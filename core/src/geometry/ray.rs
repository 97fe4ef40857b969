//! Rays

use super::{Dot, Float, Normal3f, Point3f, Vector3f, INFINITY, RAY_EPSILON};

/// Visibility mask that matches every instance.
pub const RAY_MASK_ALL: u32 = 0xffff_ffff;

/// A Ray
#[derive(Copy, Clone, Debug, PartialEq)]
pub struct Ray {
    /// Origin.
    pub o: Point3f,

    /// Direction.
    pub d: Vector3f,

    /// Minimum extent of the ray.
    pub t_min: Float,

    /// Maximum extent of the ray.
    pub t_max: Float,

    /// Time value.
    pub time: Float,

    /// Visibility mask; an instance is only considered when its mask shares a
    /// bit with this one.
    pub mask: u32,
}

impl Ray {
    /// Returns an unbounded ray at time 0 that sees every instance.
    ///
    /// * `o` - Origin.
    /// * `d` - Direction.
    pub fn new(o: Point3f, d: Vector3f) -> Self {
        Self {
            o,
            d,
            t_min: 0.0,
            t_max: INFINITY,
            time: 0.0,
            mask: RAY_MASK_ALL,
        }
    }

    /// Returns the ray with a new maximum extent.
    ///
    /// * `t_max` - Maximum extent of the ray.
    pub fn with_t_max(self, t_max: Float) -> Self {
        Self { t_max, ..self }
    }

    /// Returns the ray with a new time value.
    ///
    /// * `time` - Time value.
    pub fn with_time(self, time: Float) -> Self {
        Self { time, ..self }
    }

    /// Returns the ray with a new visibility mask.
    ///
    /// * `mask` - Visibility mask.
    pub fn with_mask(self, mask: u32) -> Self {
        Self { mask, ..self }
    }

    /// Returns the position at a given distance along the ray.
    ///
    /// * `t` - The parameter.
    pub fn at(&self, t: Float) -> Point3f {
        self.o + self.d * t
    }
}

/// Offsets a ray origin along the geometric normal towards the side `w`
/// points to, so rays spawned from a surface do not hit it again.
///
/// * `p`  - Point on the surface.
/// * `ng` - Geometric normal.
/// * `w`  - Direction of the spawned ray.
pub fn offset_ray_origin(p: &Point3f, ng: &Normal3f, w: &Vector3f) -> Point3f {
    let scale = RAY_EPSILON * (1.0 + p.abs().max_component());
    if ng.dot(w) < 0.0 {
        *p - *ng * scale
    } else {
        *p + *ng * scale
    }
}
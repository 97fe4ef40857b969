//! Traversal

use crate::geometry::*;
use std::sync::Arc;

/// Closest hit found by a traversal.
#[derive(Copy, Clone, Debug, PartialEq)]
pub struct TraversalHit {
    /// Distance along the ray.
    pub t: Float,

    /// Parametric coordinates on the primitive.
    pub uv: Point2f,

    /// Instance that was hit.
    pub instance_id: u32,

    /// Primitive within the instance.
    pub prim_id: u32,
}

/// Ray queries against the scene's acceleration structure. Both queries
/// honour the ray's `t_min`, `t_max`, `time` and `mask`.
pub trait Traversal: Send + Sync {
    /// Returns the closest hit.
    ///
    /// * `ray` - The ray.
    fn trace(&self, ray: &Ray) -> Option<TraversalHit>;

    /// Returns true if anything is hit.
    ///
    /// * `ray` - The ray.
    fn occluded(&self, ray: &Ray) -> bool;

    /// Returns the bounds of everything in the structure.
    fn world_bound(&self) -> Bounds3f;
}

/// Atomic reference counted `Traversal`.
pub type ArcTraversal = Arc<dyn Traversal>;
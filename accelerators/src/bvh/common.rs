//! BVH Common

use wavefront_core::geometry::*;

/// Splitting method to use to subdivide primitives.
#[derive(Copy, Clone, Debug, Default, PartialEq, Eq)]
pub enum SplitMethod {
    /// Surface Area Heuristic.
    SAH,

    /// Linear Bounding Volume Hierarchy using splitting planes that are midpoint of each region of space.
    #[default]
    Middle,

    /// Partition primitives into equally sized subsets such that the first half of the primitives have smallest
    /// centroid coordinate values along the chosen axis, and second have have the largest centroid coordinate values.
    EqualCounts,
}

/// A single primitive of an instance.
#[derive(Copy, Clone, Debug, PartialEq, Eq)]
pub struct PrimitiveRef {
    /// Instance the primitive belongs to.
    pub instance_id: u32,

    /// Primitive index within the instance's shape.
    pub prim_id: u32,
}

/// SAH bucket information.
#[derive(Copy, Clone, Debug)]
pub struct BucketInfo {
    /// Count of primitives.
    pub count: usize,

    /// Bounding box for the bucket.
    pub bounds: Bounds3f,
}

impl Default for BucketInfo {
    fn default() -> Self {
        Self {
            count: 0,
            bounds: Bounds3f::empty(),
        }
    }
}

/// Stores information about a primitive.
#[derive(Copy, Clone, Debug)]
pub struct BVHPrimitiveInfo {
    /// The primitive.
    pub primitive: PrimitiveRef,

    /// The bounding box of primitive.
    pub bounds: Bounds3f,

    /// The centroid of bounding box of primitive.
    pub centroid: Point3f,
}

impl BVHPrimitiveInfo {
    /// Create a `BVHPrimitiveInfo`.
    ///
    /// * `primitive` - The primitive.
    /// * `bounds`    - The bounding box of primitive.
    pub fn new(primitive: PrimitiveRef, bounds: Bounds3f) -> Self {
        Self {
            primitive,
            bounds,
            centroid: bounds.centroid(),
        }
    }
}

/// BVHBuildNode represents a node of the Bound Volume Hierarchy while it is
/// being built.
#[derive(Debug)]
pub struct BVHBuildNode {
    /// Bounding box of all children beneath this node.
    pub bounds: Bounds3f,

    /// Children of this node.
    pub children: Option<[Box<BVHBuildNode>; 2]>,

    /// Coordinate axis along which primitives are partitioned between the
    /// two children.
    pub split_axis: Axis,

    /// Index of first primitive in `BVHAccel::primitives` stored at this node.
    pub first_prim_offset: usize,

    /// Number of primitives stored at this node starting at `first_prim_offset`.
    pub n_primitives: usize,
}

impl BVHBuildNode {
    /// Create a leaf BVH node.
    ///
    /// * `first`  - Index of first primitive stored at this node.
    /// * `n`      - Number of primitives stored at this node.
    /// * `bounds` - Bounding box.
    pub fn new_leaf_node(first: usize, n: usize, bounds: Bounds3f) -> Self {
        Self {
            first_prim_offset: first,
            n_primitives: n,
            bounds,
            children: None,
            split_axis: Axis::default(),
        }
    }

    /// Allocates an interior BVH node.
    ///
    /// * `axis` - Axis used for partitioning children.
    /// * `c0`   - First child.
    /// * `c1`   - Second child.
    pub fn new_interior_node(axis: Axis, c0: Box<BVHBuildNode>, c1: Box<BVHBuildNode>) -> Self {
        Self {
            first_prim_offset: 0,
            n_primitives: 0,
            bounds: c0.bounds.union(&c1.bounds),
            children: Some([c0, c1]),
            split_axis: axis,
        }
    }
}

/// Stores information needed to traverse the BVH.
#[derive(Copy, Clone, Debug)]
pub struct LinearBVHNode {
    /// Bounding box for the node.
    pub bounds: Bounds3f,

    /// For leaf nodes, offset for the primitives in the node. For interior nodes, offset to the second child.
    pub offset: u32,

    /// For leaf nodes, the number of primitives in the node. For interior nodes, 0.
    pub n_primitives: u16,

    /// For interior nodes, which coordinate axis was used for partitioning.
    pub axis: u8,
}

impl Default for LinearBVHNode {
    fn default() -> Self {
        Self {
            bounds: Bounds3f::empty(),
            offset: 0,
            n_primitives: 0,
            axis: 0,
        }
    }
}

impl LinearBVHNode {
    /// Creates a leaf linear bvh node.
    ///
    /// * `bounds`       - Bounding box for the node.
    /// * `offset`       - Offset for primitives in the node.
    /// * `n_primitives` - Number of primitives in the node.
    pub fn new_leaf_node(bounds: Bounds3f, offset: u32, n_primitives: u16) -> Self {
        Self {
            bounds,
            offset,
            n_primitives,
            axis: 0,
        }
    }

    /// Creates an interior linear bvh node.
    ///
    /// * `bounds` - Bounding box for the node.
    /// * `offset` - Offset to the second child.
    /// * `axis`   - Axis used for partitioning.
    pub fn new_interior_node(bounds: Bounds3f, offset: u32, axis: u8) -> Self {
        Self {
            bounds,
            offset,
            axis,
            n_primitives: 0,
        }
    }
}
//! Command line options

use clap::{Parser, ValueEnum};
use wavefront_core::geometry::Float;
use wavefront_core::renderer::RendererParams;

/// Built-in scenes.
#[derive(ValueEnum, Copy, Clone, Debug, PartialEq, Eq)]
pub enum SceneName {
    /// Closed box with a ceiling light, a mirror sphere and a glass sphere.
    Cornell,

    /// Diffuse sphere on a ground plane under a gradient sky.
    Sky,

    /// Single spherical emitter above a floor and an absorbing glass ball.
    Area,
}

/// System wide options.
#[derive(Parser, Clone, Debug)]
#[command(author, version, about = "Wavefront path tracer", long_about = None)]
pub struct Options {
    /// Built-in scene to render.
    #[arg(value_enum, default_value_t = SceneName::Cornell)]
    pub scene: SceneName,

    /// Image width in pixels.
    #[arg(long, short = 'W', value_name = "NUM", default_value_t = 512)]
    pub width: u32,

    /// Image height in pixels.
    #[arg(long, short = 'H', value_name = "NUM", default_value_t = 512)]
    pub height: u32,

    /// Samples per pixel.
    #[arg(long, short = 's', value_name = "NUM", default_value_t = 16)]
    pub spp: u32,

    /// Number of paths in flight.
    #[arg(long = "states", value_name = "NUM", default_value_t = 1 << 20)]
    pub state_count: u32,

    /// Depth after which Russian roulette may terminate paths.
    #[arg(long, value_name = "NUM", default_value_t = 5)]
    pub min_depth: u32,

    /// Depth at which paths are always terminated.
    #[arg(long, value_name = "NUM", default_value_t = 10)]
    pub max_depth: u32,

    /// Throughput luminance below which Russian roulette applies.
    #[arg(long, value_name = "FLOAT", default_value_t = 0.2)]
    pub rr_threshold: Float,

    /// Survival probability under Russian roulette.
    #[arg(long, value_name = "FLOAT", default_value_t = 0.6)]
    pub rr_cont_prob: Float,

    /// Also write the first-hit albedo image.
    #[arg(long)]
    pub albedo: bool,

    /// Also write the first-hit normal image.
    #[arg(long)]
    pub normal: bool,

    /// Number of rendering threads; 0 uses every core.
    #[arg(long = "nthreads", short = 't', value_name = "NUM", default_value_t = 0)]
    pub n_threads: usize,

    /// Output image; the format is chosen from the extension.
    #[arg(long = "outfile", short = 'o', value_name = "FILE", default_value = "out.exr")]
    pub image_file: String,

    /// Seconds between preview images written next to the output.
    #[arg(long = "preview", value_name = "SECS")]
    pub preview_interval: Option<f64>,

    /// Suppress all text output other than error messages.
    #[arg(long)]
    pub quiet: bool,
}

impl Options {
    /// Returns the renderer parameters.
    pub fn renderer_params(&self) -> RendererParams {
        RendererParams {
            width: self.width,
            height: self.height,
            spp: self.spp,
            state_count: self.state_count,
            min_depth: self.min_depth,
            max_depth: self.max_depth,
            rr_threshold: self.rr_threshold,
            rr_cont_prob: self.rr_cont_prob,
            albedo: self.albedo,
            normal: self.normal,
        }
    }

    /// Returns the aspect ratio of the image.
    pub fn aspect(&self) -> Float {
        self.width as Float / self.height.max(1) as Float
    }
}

...

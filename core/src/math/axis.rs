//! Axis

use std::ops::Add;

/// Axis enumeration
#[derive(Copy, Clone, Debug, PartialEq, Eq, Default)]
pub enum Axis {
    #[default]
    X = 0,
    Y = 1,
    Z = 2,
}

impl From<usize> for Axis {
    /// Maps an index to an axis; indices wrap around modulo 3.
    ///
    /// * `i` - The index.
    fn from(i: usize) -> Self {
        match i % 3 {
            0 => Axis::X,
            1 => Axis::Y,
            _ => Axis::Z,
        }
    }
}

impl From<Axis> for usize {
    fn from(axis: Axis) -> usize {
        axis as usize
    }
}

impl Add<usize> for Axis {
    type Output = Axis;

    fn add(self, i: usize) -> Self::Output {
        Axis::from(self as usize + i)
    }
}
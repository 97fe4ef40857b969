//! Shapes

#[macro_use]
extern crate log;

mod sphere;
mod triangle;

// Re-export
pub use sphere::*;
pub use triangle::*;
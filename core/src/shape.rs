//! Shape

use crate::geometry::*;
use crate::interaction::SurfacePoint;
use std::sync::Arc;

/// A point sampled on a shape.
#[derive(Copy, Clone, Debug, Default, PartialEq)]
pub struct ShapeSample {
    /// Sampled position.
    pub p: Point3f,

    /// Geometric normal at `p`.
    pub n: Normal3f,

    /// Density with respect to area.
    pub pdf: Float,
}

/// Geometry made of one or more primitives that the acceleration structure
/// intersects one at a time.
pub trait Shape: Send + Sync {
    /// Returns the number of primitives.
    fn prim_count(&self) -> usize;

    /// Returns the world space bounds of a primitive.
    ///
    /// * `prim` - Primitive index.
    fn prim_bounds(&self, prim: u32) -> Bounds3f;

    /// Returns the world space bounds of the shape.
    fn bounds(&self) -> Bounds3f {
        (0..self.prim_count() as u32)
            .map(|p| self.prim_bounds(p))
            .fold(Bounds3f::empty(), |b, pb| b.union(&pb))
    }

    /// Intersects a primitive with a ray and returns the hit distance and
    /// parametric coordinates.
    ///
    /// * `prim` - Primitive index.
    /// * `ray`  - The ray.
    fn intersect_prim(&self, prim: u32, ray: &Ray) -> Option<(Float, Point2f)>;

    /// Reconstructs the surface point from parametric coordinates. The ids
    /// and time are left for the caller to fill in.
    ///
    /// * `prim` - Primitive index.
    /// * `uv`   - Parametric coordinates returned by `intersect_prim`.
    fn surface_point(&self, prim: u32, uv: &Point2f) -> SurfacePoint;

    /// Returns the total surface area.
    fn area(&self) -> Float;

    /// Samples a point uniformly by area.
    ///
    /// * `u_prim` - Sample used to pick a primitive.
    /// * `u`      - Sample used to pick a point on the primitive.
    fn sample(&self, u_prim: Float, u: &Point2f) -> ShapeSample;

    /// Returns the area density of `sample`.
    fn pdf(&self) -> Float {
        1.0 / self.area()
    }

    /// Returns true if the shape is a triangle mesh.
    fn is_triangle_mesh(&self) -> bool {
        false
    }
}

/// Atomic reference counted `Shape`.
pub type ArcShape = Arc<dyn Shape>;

---

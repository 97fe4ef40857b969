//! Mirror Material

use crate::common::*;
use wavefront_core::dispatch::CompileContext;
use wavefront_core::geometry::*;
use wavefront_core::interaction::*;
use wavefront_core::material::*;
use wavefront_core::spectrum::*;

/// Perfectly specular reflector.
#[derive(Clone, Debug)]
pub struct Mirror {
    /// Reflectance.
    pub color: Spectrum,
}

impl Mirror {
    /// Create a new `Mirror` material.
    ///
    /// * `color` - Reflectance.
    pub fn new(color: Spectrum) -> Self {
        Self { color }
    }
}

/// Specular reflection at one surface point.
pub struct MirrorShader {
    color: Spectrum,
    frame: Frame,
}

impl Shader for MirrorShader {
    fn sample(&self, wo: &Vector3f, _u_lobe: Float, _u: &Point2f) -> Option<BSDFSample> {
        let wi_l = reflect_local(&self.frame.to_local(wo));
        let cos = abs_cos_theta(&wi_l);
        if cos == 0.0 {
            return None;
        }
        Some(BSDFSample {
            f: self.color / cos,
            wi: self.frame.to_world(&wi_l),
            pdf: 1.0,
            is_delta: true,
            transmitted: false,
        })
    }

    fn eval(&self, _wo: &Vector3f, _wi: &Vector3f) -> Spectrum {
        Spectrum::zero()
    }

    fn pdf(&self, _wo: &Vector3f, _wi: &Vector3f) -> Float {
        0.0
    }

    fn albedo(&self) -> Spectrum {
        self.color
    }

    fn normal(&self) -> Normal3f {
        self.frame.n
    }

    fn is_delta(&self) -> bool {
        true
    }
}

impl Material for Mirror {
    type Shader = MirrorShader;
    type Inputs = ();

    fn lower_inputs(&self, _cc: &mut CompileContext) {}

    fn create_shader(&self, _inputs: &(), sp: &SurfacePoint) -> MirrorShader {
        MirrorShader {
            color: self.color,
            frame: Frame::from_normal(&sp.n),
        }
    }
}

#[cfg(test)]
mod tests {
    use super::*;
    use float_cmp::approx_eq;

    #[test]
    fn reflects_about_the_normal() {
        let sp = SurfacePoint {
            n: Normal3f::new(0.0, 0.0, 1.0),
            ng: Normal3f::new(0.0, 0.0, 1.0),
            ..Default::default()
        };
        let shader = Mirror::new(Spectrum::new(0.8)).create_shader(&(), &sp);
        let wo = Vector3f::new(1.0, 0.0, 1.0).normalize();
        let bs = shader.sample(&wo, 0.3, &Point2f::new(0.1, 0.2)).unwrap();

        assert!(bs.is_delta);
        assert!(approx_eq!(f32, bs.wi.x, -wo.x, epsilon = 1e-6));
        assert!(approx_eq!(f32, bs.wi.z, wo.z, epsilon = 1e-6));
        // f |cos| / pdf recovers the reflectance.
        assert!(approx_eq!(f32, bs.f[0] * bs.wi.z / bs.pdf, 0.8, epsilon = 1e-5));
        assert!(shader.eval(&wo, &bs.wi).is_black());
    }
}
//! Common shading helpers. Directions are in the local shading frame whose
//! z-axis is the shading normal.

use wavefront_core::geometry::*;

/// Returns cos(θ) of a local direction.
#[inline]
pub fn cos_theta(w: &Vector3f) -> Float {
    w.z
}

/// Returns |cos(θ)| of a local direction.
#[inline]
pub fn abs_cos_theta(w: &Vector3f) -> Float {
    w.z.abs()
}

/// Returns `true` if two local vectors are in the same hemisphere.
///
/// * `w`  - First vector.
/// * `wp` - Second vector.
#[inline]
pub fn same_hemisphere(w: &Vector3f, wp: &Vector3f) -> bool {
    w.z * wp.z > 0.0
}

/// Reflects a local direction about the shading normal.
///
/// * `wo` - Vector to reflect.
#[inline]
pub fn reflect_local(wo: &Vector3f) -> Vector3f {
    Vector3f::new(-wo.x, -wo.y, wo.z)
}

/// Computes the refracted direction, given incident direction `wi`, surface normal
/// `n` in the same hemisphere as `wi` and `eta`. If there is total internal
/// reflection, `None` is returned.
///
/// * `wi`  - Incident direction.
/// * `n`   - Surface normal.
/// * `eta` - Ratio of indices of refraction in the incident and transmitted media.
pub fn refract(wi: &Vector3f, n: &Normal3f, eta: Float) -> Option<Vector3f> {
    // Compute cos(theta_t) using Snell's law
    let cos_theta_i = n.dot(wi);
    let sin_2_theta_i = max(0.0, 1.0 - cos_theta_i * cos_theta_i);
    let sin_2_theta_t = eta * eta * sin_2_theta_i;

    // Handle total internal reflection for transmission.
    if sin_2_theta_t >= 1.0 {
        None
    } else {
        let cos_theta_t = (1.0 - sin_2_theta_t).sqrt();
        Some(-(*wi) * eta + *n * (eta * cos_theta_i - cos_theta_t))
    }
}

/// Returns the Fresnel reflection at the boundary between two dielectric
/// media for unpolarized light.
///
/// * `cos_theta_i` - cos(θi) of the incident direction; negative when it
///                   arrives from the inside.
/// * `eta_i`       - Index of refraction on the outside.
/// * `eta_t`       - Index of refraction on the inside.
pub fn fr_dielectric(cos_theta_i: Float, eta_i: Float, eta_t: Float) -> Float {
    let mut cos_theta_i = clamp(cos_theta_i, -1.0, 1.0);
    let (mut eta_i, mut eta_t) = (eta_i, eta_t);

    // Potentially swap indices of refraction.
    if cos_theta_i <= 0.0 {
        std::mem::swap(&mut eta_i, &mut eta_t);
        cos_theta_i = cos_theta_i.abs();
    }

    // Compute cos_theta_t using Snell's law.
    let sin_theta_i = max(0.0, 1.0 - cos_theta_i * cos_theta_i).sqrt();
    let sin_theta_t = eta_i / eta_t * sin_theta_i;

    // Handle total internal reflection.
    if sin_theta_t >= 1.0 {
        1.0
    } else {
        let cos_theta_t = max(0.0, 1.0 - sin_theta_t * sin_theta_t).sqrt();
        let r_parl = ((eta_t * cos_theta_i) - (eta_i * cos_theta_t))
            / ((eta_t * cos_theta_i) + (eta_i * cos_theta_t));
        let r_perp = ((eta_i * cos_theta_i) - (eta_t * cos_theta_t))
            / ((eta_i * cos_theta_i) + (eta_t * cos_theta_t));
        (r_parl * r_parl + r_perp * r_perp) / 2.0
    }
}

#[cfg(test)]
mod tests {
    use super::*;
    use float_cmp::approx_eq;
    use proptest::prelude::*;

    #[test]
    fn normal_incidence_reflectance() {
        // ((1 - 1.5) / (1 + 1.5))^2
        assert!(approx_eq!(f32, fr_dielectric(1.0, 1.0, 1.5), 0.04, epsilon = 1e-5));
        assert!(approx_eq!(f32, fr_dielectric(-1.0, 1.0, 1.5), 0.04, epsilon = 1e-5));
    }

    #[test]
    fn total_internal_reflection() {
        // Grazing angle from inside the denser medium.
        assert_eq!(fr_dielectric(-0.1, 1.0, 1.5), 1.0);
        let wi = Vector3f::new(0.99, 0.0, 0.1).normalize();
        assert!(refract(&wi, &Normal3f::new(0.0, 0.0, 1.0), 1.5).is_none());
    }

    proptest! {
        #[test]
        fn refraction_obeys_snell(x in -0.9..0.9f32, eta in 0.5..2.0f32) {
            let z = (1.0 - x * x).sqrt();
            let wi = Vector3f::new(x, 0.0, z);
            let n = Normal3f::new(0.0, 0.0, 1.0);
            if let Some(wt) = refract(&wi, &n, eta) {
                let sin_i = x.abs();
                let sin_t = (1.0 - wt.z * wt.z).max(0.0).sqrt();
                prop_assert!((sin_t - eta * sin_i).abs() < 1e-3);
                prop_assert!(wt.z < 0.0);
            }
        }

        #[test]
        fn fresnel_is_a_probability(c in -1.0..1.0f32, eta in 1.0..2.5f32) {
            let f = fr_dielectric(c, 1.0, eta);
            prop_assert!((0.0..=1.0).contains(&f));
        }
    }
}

● **Problem to work on**:
Find the string "coordinates" in the records, then copy each line where it occurs.

● **Your response**:
    /// Parametric coordinates on the primitive.
    /// parametric coordinates.
    /// Reconstructs the surface point from parametric coordinates. The ids
    /// * `uv`   - Parametric coordinates returned by `intersect_prim`.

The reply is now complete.